What are you most excited about in our sector?

Nothing much excites me in the sector at the moment. There are many disappointments. I guess the slowly increasing awareness by employees that it is their right to have a safe and healthy workplace is vaguely exciting, but that’s an example of something that should have happened a long time ago.

What’s your favourite quote?

I am going to take the liberty of giving two quotes because I cannot choose between them.

“You cannot make a silk purse out of a sow’s ear. You can only iron it flatter.”

The late Professor Christopher Winder.

“When a doctor arrives to attend some patient of the working class…let him condescend to sit down…if not on a gilded chair…on a three-legged stool… He should question the patient carefully… So says Hippocrates in his work ‘Affections.’ I may venture to add one more question: What occupation does he follow?”

Bernardino Ramazzini – (Source: De Morbis Artificum Diatriba (1713) Trans. by W.C. Wright in A.L. Birmingham, Classics of Medicine Library (1983). Quoted in Edward J. Huth and T. J. Murray. Medicine in Quotations: Views of Health and Disease Through the Ages (2006), 276.

Bernardino Ramazzini was an Italian physician who first noted connections between workers’ illnesses and their work environment. He is considered one of the founders of Occupational Medicine.

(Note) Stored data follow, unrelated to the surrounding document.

macro_rules! parse_key {
    ($($method:ident => $visit:ident($ty:ty)),* $(,)?) => {$(
        fn $method<V: Visitor<'de>>(self, visitor: V) -> Result<V::Value, TreeError> {
            match self.0.parse::<$ty>() {
                Ok(value) => visitor.$visit(value),
                Err(_) => visitor.visit_string(self.0),
            }
        }
    )*};
}

impl<'de> Deserializer<'de> for MapKey {
    type Error = TreeError;

    fn deserialize_any<V: Visitor<'de>>(self, visitor: V) -> Result<V::Value, TreeError> {
        visitor.visit_string(self.0)
    }

    fn deserialize_enum<V: Visitor<'de>>(
        self,
        _name: &'static str,
        _variants: &'static [&'static str],
        visitor: V,
    ) -> Result<V::Value, TreeError> {
        visitor.visit_enum(StringDeserializer::<TreeError>::new(self.0))
    }

    parse_key! {
        deserialize_i8 => visit_i8(i8),
        deserialize_i16 => visit_i16(i16),
        deserialize_i32 => visit_i32(i32),
        deserialize_i64 => visit_i64(i64),
        deserialize_u8 => visit_u8(u8),
        deserialize_u16 => visit_u16(u16),
        deserialize_u32 => visit_u32(u32),
        deserialize_u64 => visit_u64(u64),
    }

    forward_to_deserialize_any! {
        bool i128 u128 f32 f64 char str string bytes byte_buf option unit
        unit_struct newtype_struct seq tuple tuple_struct map struct identifier
        ignored_any
    }
}

impl IntoDeserializer<'_, TreeError> for MapKey {
    type Deserializer = Self;

    fn into_deserializer(self) -> Self {
        self
    }
}

// Newtype, tuple and struct variants: a single-entry table keyed by variant.
struct VariantPayload {
    variant: String,
    payload: ConfigTree,
}

impl<'de> de::EnumAccess<'de> for VariantPayload {
    type Error = TreeError;
    type Variant = ConfigTree;

    fn variant_seed<S: DeserializeSeed<'de>>(self, seed: S) -> Result<(S::Value, ConfigTree), TreeError> {
        let variant = seed.deserialize(StringDeserializer::<TreeError>::new(self.variant))?;
        Ok((variant, self.payload))
    }
}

Biggest issue facing the OHS profession?

Having psycho-social health and safety issues taken up by employers such that they see the prevention of psychological injury in the workplace as a bloody good investment.

What do you wish you had understood about OHS sooner?

Just how very, very difficult it is to sell ‘prevention’.

What would you like to see to improve collaboration in OHS?

For employers (somehow) to realise that the ‘soft stuff’ is really the ‘hard stuff’ meaning that, for example, managing behaviours in the workplace affects the bottom line much more than bean counter penny-pinching.

What should you have been doing whilst you answered this?

Nothing else. I am perfectly happy sitting here, writing this. I have given up ‘shoulding’ myself.